▶ SUPPLIED INFORMATION
%%
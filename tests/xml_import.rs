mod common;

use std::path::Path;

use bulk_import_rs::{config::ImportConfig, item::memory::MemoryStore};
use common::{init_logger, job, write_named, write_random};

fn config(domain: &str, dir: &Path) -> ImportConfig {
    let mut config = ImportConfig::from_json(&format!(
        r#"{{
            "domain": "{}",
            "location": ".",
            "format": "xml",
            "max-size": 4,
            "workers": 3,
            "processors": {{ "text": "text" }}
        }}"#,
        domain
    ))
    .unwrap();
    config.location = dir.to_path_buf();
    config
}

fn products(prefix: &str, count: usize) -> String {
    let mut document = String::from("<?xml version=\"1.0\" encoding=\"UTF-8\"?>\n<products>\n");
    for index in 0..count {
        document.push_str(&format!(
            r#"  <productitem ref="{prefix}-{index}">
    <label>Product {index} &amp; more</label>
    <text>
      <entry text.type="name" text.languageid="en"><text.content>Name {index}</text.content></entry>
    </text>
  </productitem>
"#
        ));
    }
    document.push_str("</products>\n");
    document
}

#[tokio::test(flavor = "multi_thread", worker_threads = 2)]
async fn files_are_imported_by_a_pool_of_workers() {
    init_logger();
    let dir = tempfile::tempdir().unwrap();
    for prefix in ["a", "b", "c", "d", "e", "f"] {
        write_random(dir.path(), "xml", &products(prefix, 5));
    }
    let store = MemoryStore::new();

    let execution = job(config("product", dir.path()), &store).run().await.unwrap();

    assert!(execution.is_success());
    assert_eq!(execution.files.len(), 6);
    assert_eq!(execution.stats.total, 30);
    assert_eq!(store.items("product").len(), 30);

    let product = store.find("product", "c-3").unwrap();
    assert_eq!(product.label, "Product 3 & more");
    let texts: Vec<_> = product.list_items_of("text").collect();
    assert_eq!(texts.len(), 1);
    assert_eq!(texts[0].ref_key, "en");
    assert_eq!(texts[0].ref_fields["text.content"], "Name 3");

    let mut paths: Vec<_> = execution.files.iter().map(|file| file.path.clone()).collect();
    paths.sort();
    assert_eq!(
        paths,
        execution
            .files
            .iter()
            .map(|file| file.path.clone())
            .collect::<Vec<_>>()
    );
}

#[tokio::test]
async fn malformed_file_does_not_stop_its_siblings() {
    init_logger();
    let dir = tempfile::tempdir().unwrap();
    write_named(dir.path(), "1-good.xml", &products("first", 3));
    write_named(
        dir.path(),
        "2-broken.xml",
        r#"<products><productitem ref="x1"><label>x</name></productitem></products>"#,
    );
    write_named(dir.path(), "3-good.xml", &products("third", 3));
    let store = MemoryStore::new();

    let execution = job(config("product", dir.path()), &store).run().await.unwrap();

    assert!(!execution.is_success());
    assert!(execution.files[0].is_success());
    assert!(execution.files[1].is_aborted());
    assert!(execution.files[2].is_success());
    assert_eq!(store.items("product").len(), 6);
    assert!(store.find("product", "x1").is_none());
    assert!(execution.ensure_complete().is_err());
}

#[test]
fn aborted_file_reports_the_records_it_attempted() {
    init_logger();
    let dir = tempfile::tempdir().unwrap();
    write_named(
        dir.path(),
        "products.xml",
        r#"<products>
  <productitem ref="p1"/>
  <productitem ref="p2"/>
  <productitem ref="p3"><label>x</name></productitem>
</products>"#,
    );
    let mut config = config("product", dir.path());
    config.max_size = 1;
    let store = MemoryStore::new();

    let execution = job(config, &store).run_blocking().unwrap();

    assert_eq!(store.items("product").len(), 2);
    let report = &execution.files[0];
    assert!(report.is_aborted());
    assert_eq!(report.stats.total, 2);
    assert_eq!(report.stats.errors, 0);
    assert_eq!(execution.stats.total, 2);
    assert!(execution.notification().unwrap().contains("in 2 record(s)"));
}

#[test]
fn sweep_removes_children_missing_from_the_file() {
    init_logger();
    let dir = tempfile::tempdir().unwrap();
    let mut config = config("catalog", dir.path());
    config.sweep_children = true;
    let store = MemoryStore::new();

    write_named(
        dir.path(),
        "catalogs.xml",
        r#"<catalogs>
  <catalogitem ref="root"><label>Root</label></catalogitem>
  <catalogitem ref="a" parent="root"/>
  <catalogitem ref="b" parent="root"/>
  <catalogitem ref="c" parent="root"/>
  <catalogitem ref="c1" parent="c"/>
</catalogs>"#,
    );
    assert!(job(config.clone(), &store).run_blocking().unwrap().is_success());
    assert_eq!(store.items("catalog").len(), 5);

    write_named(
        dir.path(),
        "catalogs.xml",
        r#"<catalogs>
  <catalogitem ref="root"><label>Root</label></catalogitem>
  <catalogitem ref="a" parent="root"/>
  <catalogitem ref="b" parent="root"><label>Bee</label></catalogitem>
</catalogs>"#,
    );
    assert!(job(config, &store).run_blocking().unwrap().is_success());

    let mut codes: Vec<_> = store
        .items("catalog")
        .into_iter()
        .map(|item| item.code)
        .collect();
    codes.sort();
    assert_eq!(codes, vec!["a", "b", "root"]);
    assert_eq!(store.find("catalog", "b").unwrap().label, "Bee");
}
%%
%%
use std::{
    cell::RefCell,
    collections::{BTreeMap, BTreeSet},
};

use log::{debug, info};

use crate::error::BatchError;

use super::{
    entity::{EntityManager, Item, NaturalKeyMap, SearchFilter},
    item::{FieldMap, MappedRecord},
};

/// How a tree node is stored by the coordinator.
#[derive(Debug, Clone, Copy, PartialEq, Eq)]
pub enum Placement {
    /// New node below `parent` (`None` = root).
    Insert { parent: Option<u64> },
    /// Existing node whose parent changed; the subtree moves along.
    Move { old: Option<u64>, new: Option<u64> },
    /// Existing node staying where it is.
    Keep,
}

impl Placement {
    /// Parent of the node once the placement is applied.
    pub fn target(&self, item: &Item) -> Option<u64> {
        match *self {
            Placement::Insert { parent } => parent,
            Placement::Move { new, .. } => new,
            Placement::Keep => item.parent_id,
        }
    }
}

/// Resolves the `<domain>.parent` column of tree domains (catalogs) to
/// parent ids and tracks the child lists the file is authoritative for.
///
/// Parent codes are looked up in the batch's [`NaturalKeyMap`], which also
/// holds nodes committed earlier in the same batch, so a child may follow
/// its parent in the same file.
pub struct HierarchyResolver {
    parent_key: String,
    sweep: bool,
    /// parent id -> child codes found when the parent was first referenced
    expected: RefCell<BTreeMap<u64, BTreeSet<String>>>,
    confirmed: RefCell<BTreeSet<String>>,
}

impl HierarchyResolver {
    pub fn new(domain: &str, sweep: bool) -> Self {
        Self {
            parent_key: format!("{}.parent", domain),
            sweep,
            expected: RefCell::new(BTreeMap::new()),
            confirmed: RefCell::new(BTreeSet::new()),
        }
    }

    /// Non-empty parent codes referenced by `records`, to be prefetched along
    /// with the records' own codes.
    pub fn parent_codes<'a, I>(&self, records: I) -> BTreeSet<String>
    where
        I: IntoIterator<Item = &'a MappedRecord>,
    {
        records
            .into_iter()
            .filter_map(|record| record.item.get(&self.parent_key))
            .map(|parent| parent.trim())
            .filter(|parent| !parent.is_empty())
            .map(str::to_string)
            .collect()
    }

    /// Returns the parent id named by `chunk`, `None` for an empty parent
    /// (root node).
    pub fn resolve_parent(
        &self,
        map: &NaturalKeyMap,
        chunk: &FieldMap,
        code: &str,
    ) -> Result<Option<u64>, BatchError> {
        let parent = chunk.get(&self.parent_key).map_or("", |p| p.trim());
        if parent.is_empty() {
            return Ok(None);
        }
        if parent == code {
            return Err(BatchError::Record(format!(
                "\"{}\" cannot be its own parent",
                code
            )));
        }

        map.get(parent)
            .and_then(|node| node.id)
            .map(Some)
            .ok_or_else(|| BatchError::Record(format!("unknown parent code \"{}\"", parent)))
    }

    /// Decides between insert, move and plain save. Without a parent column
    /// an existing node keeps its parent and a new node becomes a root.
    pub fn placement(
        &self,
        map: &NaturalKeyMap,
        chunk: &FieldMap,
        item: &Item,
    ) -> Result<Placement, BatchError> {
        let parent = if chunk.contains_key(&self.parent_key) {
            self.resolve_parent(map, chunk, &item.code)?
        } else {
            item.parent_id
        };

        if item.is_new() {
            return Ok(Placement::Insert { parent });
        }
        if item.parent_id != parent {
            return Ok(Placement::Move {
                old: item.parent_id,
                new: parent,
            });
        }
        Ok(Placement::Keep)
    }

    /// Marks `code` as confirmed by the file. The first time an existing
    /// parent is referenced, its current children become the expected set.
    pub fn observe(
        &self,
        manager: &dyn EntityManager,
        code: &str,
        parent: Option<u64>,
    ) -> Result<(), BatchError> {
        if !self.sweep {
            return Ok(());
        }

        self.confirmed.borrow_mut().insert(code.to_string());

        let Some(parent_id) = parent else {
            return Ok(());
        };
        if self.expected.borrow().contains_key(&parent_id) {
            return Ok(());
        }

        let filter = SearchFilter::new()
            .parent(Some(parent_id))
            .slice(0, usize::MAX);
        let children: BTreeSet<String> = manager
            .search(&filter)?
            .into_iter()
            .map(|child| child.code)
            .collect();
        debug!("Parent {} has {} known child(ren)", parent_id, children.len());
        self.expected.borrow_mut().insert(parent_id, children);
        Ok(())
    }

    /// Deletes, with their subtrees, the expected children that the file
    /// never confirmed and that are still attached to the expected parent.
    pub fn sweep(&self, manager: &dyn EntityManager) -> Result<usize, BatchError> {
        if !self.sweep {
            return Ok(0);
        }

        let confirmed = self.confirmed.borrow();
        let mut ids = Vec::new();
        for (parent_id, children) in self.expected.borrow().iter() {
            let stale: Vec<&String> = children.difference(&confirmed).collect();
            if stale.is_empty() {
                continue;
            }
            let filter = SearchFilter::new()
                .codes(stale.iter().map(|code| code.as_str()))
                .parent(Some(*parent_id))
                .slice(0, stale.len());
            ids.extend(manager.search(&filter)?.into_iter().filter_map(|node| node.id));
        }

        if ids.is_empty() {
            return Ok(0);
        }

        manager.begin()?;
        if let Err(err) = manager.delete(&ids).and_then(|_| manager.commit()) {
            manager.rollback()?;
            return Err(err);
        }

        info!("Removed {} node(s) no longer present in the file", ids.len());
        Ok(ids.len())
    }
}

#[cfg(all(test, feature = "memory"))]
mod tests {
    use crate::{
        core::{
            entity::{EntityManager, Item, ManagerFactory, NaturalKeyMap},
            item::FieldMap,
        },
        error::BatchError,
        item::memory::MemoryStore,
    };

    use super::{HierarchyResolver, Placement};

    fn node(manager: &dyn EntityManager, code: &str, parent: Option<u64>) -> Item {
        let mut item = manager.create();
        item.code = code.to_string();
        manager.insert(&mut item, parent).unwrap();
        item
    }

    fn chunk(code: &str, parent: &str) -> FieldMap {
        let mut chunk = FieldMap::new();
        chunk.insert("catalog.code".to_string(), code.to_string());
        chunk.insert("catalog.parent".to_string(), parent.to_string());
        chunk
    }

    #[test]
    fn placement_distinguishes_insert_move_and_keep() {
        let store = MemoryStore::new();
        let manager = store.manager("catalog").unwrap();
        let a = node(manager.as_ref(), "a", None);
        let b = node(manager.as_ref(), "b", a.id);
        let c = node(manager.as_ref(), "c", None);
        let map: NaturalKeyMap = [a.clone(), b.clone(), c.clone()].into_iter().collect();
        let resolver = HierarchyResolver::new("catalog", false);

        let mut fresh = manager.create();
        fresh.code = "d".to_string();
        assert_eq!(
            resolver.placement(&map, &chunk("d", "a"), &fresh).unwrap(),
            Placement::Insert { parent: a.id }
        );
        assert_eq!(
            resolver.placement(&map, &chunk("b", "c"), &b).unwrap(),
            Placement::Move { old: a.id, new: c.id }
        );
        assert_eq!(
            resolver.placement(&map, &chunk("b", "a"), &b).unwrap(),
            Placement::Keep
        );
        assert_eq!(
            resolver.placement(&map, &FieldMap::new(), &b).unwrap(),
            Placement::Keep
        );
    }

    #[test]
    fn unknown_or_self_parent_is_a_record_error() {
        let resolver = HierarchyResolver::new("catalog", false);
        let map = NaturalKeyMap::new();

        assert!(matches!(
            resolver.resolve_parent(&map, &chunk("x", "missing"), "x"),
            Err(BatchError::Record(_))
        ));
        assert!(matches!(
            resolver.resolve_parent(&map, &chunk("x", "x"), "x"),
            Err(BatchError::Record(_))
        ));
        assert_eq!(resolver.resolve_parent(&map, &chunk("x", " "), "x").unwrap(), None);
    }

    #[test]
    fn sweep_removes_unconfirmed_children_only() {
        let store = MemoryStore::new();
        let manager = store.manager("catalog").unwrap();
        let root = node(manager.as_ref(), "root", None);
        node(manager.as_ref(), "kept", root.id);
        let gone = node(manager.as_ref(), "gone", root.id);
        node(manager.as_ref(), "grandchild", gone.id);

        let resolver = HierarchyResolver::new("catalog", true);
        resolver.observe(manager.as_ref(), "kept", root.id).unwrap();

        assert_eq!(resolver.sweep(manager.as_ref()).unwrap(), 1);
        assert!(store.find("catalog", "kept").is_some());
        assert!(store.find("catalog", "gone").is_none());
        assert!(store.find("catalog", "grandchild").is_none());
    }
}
%%
%%
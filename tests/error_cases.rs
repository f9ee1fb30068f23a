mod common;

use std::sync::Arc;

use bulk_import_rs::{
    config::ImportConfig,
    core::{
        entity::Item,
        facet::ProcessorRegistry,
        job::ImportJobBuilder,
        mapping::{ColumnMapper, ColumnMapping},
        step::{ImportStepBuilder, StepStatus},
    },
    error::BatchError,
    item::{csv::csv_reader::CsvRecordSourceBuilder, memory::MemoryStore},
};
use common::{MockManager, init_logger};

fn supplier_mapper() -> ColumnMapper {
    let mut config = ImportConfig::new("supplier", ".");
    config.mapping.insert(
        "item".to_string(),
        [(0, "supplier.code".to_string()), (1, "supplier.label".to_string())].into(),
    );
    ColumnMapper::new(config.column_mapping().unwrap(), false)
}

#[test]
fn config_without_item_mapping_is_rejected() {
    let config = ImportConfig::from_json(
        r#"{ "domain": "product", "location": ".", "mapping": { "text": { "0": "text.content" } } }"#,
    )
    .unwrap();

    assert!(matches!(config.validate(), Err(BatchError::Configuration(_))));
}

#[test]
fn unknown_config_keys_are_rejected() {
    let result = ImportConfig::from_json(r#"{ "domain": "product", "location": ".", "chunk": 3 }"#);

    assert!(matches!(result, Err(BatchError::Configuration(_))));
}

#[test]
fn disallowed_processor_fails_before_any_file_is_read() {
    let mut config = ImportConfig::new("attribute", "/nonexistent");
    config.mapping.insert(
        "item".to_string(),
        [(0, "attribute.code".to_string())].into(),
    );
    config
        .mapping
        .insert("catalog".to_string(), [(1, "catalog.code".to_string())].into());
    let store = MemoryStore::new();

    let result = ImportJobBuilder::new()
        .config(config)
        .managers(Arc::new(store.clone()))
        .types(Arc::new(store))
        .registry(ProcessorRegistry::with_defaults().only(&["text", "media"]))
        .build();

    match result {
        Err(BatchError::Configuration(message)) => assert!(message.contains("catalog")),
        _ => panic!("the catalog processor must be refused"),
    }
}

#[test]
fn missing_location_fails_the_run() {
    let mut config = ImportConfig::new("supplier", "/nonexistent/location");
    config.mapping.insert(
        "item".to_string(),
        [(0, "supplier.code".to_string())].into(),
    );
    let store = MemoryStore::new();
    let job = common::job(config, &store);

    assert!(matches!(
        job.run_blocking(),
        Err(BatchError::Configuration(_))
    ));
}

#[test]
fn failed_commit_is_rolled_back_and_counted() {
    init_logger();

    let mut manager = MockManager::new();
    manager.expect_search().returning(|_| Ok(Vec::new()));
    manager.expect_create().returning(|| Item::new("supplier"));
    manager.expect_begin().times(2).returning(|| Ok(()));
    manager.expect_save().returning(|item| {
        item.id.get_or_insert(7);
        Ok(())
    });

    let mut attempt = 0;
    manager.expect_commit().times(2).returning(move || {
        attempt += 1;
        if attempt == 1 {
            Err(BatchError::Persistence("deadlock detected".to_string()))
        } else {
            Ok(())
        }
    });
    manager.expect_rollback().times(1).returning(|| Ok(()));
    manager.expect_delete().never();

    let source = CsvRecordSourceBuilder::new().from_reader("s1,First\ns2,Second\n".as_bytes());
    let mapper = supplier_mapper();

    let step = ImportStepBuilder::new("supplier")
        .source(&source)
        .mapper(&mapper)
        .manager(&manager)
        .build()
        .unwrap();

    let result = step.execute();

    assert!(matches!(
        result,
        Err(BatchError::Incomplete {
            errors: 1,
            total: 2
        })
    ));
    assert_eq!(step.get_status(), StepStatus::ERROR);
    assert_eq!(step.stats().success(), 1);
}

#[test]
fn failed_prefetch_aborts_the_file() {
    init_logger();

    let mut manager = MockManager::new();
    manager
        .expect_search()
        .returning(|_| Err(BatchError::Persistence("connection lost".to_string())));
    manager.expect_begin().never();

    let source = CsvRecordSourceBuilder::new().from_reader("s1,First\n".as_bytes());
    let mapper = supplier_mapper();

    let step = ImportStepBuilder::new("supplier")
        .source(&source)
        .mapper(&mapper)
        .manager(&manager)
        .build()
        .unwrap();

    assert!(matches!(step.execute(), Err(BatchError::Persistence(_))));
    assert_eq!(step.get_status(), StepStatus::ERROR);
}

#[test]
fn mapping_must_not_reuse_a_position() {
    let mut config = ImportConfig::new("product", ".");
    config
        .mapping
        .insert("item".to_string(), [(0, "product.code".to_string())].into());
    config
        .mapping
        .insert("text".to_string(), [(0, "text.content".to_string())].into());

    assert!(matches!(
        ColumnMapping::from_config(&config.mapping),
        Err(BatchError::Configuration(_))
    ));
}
%%
▶ REQUIRED ACTION
Go through the entries. Report every line that contains the word "total".

▶ PROBLEM SOLUTION
    assert_eq!(execution.stats.total, 30);
    assert_eq!(report.stats.total, 2);
    assert_eq!(execution.stats.total, 2);
            total: 2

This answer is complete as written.